#### How to complete this task:
Which lines of the records contain "restored"? Collect every one of them.

#### Task material:
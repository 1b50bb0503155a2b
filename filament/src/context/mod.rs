//! Execution-scoped context propagation.
//!
//! The host runtime schedules work as chains of asynchronous continuations.
//! This module maintains the synthetic notion of "the context of the logical
//! operation currently in progress" across those chains: a [`Context`] is
//! created when a logical task begins (an inbound request, a timer firing, a
//! scheduled continuation), made current for well-defined scopes, captured by
//! continuations registered inside those scopes, and restored whenever such a
//! continuation later runs.
//!
//! The correctness contract is: **the context visible inside a continuation
//! equals the context that was active when that continuation was
//! registered** — never the context of whichever unrelated task happens to be
//! running when the scheduler eventually invokes it. The pieces that uphold
//! it:
//!
//! - [`Context::attach`] makes a context current for a scope and restores the
//!   previous one when the returned [`ContextGuard`] drops, on every exit
//!   path including unwinding.
//! - [`Context::run_in_new_context`] runs a closure under a fresh, empty
//!   context, the entry point for work that starts a new logical task.
//! - [`Context::bind`] wraps a callback so the bind-time context is
//!   re-attached around every later invocation.
//! - [`FutureContextExt::with_context`] attaches a captured context around
//!   every poll of a future, covering each suspension point the task passes
//!   through.
//! - [`Context::restore`] is the explicit escape hatch for code paths where
//!   automatic capture is impossible (hand-rolled queues, custom schedulers):
//!   a manually captured context can be forced current again.
//!
//! When nothing was attached, operations observe an empty root context rather
//! than failing, so a trace can always be started from nothing.

use crate::fil_warn;
use crate::trace::scoped::ScopedSpan;
use std::cell::RefCell;
use std::fmt;
use std::marker::PhantomData;
use std::sync::Arc;


#[cfg(feature = "futures")]
mod future_ext;

#[cfg(feature = "futures")]
pub use future_ext::{FutureContextExt, StreamContextExt, WithContext};

thread_local! {
    static CURRENT_CONTEXT: RefCell<ContextStack> = RefCell::new(ContextStack::default());
}

/// The propagation-relevant state of one logical task.
///
/// A context carries at most one span scope: either a live span started by
/// the registry, or a remote trace identity decoded from the wire that no
/// local span has been created for yet. Contexts are immutable; the
/// `with_*` operations return extended copies.
///
/// A context is exclusively owned by the continuation chain that created it.
/// It may be captured (`Context` is `Clone + Send`) and later restored by
/// another task, but it is never implicitly shared: making it current is
/// always an explicit, scoped operation.
///
/// # Examples
///
/// ```
/// use filament::Context;
///
/// // Nothing attached yet: the empty root context is observed.
/// assert!(!Context::current().is_suppressed());
///
/// let result = Context::run_in_new_context(|| {
///     // Work in here runs under a fresh context.
///     "done"
/// });
/// assert_eq!(result, "done");
/// ```
#[derive(Clone, Default)]
pub struct Context {
    pub(crate) span: Option<Arc<ScopedSpan>>,
}

impl Context {
    /// Creates an empty context.
    pub fn new() -> Self {
        Context::default()
    }

    /// Returns a snapshot of the context current on this thread.
    pub fn current() -> Self {
        Self::map_current(|cx| cx.clone())
    }

    /// Applies `f` to the current context without cloning it.
    ///
    /// Attempting to attach another context from inside `f` will panic, as
    /// the current context is still borrowed.
    pub fn map_current<T>(f: impl FnOnce(&Context) -> T) -> T {
        CURRENT_CONTEXT.with(|cx| cx.borrow().map_current_cx(f))
    }

    /// Makes this context the current one for the calling thread.
    ///
    /// Dropping the returned [`ContextGuard`] restores the previously
    /// current context. Guards may be dropped out of order; the stack
    /// tolerates that and restores the correct context once the enclosing
    /// guard goes away.
    ///
    /// ```
    /// use filament::Context;
    ///
    /// let cx = Context::new();
    /// {
    ///     let _guard = cx.attach();
    ///     // `cx` is current here.
    /// }
    /// // ...and no longer current here.
    /// ```
    pub fn attach(self) -> ContextGuard {
        let pos = CURRENT_CONTEXT.with(|cx| cx.borrow_mut().push(self));
        ContextGuard {
            pos,
            _not_send: PhantomData,
        }
    }

    /// Runs `f` under a freshly created, empty context.
    ///
    /// This is the entry point for a new logical task: everything `f` does
    /// synchronously, and every continuation registered inside `f` (via
    /// [`Context::bind`] or [`FutureContextExt::with_current_context`]),
    /// observes the new context instead of whatever was current before.
    ///
    /// [`FutureContextExt::with_current_context`]:
    /// crate::context::FutureContextExt::with_current_context
    pub fn run_in_new_context<T>(f: impl FnOnce() -> T) -> T {
        let _guard = Context::new().attach();
        f()
    }

    /// Forces a manually captured context current for a scope.
    ///
    /// Automatic propagation covers continuations registered through the
    /// supported primitives. Code paths that bypass them — hand-rolled work
    /// queues, custom schedulers, libraries that move callbacks between
    /// tasks — lose the chain, and the only recovery is for the caller to
    /// capture the context up front and restore it here when the
    /// continuation runs.
    ///
    /// This is [`attach`](Context::attach) under the name the operation is
    /// known by at instrumentation call sites.
    pub fn restore(cx: Context) -> ContextGuard {
        cx.attach()
    }

    /// Wraps a callback so that this context is current whenever it runs.
    ///
    /// The context is attached immediately before the callback executes and
    /// released when it returns, also on unwind.
    ///
    /// ```
    /// use filament::Context;
    ///
    /// let captured = Context::current();
    /// let callback = captured.bind(|input: u32| input + 1);
    /// // ... later, possibly from an unrelated task:
    /// assert_eq!(callback(41), 42);
    /// ```
    pub fn bind<A, T, F>(self, f: F) -> impl FnOnce(A) -> T
    where
        F: FnOnce(A) -> T,
    {
        move |arg| {
            let _guard = self.attach();
            f(arg)
        }
    }

    /// Like [`bind`](Context::bind), for callbacks that run more than once.
    pub fn bind_mut<A, T, F>(self, mut f: F) -> impl FnMut(A) -> T
    where
        F: FnMut(A) -> T,
    {
        move |arg| {
            let _guard = self.clone().attach();
            f(arg)
        }
    }

    /// Returns whether tracing is suppressed for the trace this context
    /// belongs to.
    ///
    /// Suppression arrives over the wire (trace level `"0"`) and is sticky
    /// for the whole logical task: spans started under a suppressed context
    /// are inert and nothing is transmitted.
    pub fn is_suppressed(&self) -> bool {
        self.span
            .as_ref()
            .is_some_and(|scope| scope.trace_context().is_suppressed())
    }

    pub(crate) fn with_scoped_span(&self, scope: ScopedSpan) -> Self {
        Context {
            span: Some(Arc::new(scope)),
        }
    }
}

impl fmt::Debug for Context {
    fn fmt(&self, f: &mut fmt::Formatter<'_>) -> fmt::Result {
        let mut dbg = f.debug_struct("Context");
        match &self.span {
            Some(scope) => dbg.field("span", &scope.trace_context()),
            None => dbg.field("span", &"None"),
        };
        dbg.finish()
    }
}

/// A guard that restores the previously current context when dropped.
///
/// Guards are `!Send`: a scope entered on one thread cannot be exited from
/// another. To carry a context across tasks, clone the [`Context`] itself
/// and use [`Context::restore`].
#[derive(Debug)]
pub struct ContextGuard {
    pos: u16,
    _not_send: PhantomData<*const ()>,
}

impl Drop for ContextGuard {
    fn drop(&mut self) {
        let pos = self.pos;
        if pos > ContextStack::ROOT_POS && pos < ContextStack::OVERFLOW_POS {
            CURRENT_CONTEXT.with(|stack| stack.borrow_mut().pop_pos(pos));
        }
    }
}

/// Tracks the contexts attached to the current thread.
///
/// The currently active context is kept out of the stack for cheap access;
/// displaced contexts are pushed behind it. Guards identify their context by
/// position, which makes out-of-order drops safe: dropping a non-top guard
/// merely vacates its slot, and the vacated tail is cleaned up when the top
/// is eventually popped.
struct ContextStack {
    current: Context,
    stack: Vec<Option<Context>>,
    _not_send: PhantomData<*const ()>,
}

impl ContextStack {
    const ROOT_POS: u16 = 0;
    const OVERFLOW_POS: u16 = u16::MAX;
    const INITIAL_CAPACITY: usize = 8;

    #[inline(always)]
    fn push(&mut self, cx: Context) -> u16 {
        // Position 0 is the always-present empty root, so the first attached
        // context lands at position 1.
        let next_pos = self.stack.len() + 1;
        if next_pos < ContextStack::OVERFLOW_POS.into() {
            let displaced = std::mem::replace(&mut self.current, cx);
            self.stack.push(Some(displaced));
            next_pos as u16
        } else {
            fil_warn!(
                name: "Context.AttachFailed",
                message = format!(
                    "context stack depth limit of {} reached; the context was \
                     not attached and dropping the returned guard has no effect",
                    ContextStack::OVERFLOW_POS
                )
            );
            ContextStack::OVERFLOW_POS
        }
    }

    #[inline(always)]
    fn pop_pos(&mut self, pos: u16) {
        let len = self.stack.len() as u16;
        if pos == len {
            // Top of the stack: restore the most recent displaced context,
            // skipping slots vacated by out-of-order drops.
            while let Some(None) = self.stack.last() {
                _ = self.stack.pop();
            }
            if let Some(Some(next)) = self.stack.pop() {
                self.current = next;
            }
        } else if pos < len {
            // Out-of-order drop: vacate the slot, restore nothing yet.
            _ = self.stack[pos as usize].take();
        } else {
            fil_warn!(
                name: "Context.PopOutOfBounds",
                position = pos,
                stack_length = len
            );
        }
    }

    #[inline(always)]
    fn map_current_cx<T>(&self, f: impl FnOnce(&Context) -> T) -> T {
        f(&self.current)
    }
}

impl Default for ContextStack {
    fn default() -> Self {
        ContextStack {
            current: Context::default(),
            stack: Vec::with_capacity(ContextStack::INITIAL_CAPACITY),
            _not_send: PhantomData,
        }
    }
}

#### Answer to this task:
//! continuations registered inside those scopes, and restored whenever such a
/// It may be captured (`Context` is `Clone + Send`) and later restored by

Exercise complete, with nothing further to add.